Kennel owner Thornton on trial
By Nick Hiltunen
Published in News on August 13, 2009 1:46 PM
A woman accused of 12 counts of animal cruelty in connection with running an alleged "puppy mill" went to trial Wednesday.
Virginia Thornton, 66, former owner of Thornton Kennel, was arrested after some 280 small-breed dogs were seized from the facility by Wayne County officials in February.
Now Mrs. Thornton is defending herself against a dozen misdemeanor counts of animal cruelty in Wayne County District Court.
Assistant District Attorney Terry Yeh spent much of Wednesday quizzing witnesses about the dogs seized from the property, and their medical conditions.
Mrs. Thornton's defense attorney, Billy Strickland, tried to poke holes in the state's evidence by asking if the medical conditions that Thornton's dogs had were common and whether they could have been caused by something other than abuse or neglect.
Justin Scally, the former Wayne County Animal Control director who initiated the case against Mrs. Thornton, testified that conditions were poor at the breeding facility.
"The animals had feces caked to their skin, their fur," Scally said, adding that he visited the site of Thornton Kennel at least five times after receiving complaints.
He testified that Mrs. Thornton made some improvements, and had all of the animals vaccinated for rabies. But he also said that Mrs. Thornton never cooperated to his satisfaction.
Scally has since resigned his job as animal control director, taking a position with the Humane Society of the United States as deputy manager of a "Puppy Mill Task Force."
The defense attorney had questions about that connection, because the U.S. Humane Society had helped seize the dogs from Thornton Kennel.
Strickland also asked about the lobbying of legislators -- regarding a bill sponsored by Sen. Don Davis, D-Greene, that is currently in a House committee -- not long after Mrs. Thornton's arrest, wondering if Scally had used the case to propel his career.
"Was this your banner child?" the defense attorney asked.
Replied Scally, "No sir."
Scally testified that the animals he seized had matted fur soiled with feces and urine, and said that 90 percent of them needed medical treatment.
Veterinarian Lisa Dixon of Charlotte, who supervised the veterinary team at the Wayne County Fairgrounds after the dogs were seized, testified to the medical condition of the seized dogs.
She entered one of the buildings at the former Thornton Kennel property, on Westbrook Church Road, near Newton Grove.
"I was just a little overwhelmed at how many cages. Most of the rooms had stacks of two or three cages," Dr. Dixon testified.
The veterinarian testified that all the dogs had "significantly long hair," which can lead to matting of fur, then skin disease.

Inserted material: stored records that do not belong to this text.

//! Operator commands and the write path to the board

use anyhow::Result;
use spiketools::cfg::Monitor;
use spiketools::{img, ser, START_STREAMING, STOP_STREAMING};
use std::fmt;
use std::io::Write;
use std::path::PathBuf;
use std::sync::atomic::Ordering;
use std::sync::Arc;
use std::time::Duration;

#[allow(unused_imports)]
use tracing::{debug, info, span, warn, Level};

use crate::{Shared, StopHandle};

/// Delay between leaving streaming mode and telling the board to stop
pub const PAUSE_DELAY: Duration = Duration::from_millis(100);

#[derive(Debug, Clone, Copy, PartialEq, Eq)]
pub enum Command {
    /// End the session
    Stop,
    /// Keep this many events on screen
    Show(usize),
    /// Blank the live view
    Clear,
    /// Ask the board to stop streaming
    Pause,
    /// Start streaming if needed and send the image
    Go,
}

#[derive(Debug, Clone, PartialEq, Eq)]
pub enum ParseError {
    BadNumber,
    Unknown(String),
}

impl fmt::Display for ParseError {
    fn fmt(&self, f: &mut fmt::Formatter) -> fmt::Result {
        match self {
            ParseError::BadNumber => write!(f, "Invalid number after show command."),
            ParseError::Unknown(_) => write!(f, "Not a legal command."),
        }
    }
}

impl std::error::Error for ParseError {}

impl Command {
    /// Parse one prompt line. Blank lines are `Ok(None)`; words after the
    /// command (and after the number for `show`) are ignored. A bare `show`
    /// means `show 0`.
    pub fn parse(line: &str) -> Result<Option<Command>, ParseError> {
        let mut words = line.split_whitespace();
        let cmd = match words.next() {
            Some(w) => w,
            None => return Ok(None),
        };
        let cmd = match cmd {
            "stop" => Command::Stop,
            "show" => {
                let n = match words.next() {
                    Some(w) => w.parse::<usize>().map_err(|_| ParseError::BadNumber)?,
                    None => 0,
                };
                Command::Show(n)
            },
            "clear" => Command::Clear,
            "pause" => Command::Pause,
            "go" => Command::Go,
            other => return Err(ParseError::Unknown(other.to_string())),
        };
        Ok(Some(cmd))
    }
}

/// Result of running one prompt line
#[derive(Debug, Clone, PartialEq, Eq)]
pub enum Outcome {
    /// Nothing to do (blank line)
    Nothing,
    Done(String),
    /// Bad input or unusable image; state is unchanged
    Rejected(String),
    /// The session is over
    Stop,
}

/// Carries out commands against the shared state and the board.
///
/// Transport write errors are returned as `Err` and end the session; every
/// other problem comes back as [`Outcome::Rejected`].
pub struct Controller<W> {
    wtr: W,
    shared: Arc<Shared>,
    stop: StopHandle,
    image: PathBuf,
    max_act: u8,
    pause_delay: Duration,
}

impl<W: Write> Controller<W> {
    pub fn new(wtr: W, shared: Arc<Shared>, stop: StopHandle, cfg: &Monitor) -> Self {
        Controller {
            wtr,
            shared,
            stop,
            image: cfg.image.clone(),
            max_act: cfg.max_act(),
            pause_delay: PAUSE_DELAY,
        }
    }

    pub fn with_pause_delay(mut self, d: Duration) -> Self {
        self.pause_delay = d;
        self
    }

    pub fn shared(&self) -> &Arc<Shared> {
        &self.shared
    }

    pub fn writer(&self) -> &W {
        &self.wtr
    }

    pub fn execute_line(&mut self, line: &str) -> Result<Outcome> {
        match Command::parse(line) {
            Ok(Some(cmd)) => self.execute(cmd),
            Ok(None) => Ok(Outcome::Nothing),
            Err(e) => {
                debug!(line, "rejected: {}", e);
                Ok(Outcome::Rejected(e.to_string()))
            },
        }
    }

    pub fn execute(&mut self, cmd: Command) -> Result<Outcome> {
        let span = span!(Level::INFO, "command", ?cmd);
        let _enter = span.enter();
        let outcome = match cmd {
            Command::Stop => {
                self.stop.stop();
                Outcome::Stop
            },
            Command::Show(n) => {
                self.shared.view.lock().resize(n);
                Outcome::Done(format!("Showing {} events", n))
            },
            Command::Clear => {
                self.shared.view.lock().clear();
                Outcome::Done(String::from("Cleared"))
            },
            Command::Pause => {
                self.shared.streaming.store(false, Ordering::Release);
                std::thread::sleep(self.pause_delay);
                ser::write_command(&mut self.wtr, STOP_STREAMING)?;
                Outcome::Done(String::from("Paused"))
            },
            Command::Go => {
                if !self.shared.is_streaming() {
                    ser::write_command(&mut self.wtr, START_STREAMING)?;
                    self.shared.streaming.store(true, Ordering::Release);
                    info!("streaming started");
                }
                match img::load(&self.image, self.max_act) {
                    Ok(grid) => {
                        let n = ser::write_grid(&mut self.wtr, &grid)?;
                        Outcome::Done(format!("Sent {} ({} neurons)", self.image.display(), n))
                    },
                    Err(e) => {
                        warn!("image not sent: {:#}", e);
                        Outcome::Rejected(format!("{:#}", e))
                    },
                }
            },
        };
        info!(?outcome, "done");
        Ok(outcome)
    }
}

#[cfg(test)]
mod tests {
    use super::*;

    #[test]
    fn parse_commands() {
        assert_eq!(Command::parse("stop"), Ok(Some(Command::Stop)));
        assert_eq!(Command::parse("  show 25 "), Ok(Some(Command::Show(25))));
        assert_eq!(Command::parse("clear"), Ok(Some(Command::Clear)));
        assert_eq!(Command::parse("pause"), Ok(Some(Command::Pause)));
        assert_eq!(Command::parse("go now"), Ok(Some(Command::Go)));
        assert_eq!(Command::parse("show"), Ok(Some(Command::Show(0))));
        assert_eq!(Command::parse(""), Ok(None));
        assert_eq!(Command::parse("   "), Ok(None));
    }

    #[test]
    fn parse_rejects() {
        assert_eq!(Command::parse("show abc"), Err(ParseError::BadNumber));
        assert_eq!(Command::parse("show -4"), Err(ParseError::BadNumber));
        assert_eq!(Command::parse("Go"), Err(ParseError::Unknown(String::from("Go"))));
        assert_eq!(
            ParseError::Unknown(String::from("x")).to_string(),
            "Not a legal command.",
        );
    }
}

Some of the dogs exhibited "scalding," a painful condition of the skin caused by lack of grooming, Dr. Dixon testified.
Another dog was "severely thin, in a malnourished condition. It had no teeth in its mouth," Dr. Dixon said, adding the dog had an oral-nasal fistula.
"When a tooth is so rotted, it starts eating away at the bone around it," Dr. Dixon said. "Then the tooth falls out, and when the tooth fell out, a large hole was left.
"That hole went from the mouth cavity up into the nose cavity and basically moved through the entire length of the jawbone, on both sides of the upper jaw."
Mrs. Yeh, the assistant district attorney, asked, "How long would it take for such a condition to develop under the best of circumstances?"
"Years," answered Dr. Dixon, who also testified about the conditions of the other dogs involved in the complaint.
Those conditions included missing teeth and gingivitis, a metal collar link that had punctured a dog's skin and had become ingrown, over-tight collars, a disease called "urine scale," caused by long-term contact with urine, and ulcers on at least one dog's eyes.
Dr. Dixon said most of the conditions that the dogs had could have been preventable with proper care.
Strickland, however, argued that some of the dogs may have been predisposed to some conditions because of their breed, in particular eye infections that were said to be a problem with some of the dogs seized from Thornton Kennel.
The trial was expected to continue at 9 a.m. today.